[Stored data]

[Start of section]

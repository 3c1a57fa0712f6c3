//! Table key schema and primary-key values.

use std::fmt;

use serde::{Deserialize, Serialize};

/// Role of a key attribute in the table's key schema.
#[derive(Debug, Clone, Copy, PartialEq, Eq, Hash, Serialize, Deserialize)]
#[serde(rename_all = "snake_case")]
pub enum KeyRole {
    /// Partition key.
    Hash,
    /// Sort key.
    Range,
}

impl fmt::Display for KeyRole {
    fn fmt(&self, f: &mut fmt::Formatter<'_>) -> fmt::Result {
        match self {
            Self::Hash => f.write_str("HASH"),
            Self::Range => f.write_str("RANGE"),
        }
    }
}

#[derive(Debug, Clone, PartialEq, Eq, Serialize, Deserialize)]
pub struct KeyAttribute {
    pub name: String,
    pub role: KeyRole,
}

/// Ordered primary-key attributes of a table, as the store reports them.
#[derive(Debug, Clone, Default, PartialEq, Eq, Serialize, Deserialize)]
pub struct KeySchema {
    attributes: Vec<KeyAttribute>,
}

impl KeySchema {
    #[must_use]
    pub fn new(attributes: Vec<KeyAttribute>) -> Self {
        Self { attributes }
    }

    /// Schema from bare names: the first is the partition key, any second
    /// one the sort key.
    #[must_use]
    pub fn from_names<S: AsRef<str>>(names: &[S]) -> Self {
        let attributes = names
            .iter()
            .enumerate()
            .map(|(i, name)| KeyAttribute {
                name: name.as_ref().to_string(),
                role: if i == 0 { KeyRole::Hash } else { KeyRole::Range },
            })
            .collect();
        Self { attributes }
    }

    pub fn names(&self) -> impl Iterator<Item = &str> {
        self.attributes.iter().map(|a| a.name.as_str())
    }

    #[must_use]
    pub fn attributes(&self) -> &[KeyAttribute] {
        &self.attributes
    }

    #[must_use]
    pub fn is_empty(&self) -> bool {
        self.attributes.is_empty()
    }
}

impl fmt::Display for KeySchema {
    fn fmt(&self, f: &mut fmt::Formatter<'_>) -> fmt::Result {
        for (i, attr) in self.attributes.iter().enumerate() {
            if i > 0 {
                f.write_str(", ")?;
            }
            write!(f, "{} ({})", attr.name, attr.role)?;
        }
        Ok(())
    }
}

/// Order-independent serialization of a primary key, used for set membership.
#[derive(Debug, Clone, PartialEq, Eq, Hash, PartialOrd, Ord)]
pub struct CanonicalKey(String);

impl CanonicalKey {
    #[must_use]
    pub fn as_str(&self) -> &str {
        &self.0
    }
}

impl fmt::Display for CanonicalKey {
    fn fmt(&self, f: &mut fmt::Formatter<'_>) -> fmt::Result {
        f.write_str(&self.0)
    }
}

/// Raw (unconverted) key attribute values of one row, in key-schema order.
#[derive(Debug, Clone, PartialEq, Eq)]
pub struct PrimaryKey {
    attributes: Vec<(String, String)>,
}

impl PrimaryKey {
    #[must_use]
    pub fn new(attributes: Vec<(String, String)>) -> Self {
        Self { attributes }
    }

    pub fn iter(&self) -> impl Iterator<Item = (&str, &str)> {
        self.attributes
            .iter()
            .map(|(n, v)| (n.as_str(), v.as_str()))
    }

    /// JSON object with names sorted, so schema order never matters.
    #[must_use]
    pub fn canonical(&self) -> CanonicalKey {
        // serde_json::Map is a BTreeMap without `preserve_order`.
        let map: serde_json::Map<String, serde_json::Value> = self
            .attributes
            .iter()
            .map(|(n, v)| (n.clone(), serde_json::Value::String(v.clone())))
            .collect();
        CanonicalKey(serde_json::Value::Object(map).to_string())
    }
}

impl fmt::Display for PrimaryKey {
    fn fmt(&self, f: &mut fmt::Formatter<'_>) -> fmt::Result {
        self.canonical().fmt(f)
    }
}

[End of section]

If a line above contains the word "enumerate", list it.

- _EXPECTED ANSWER_:
            .enumerate()
        for (i, attr) in self.attributes.iter().enumerate() {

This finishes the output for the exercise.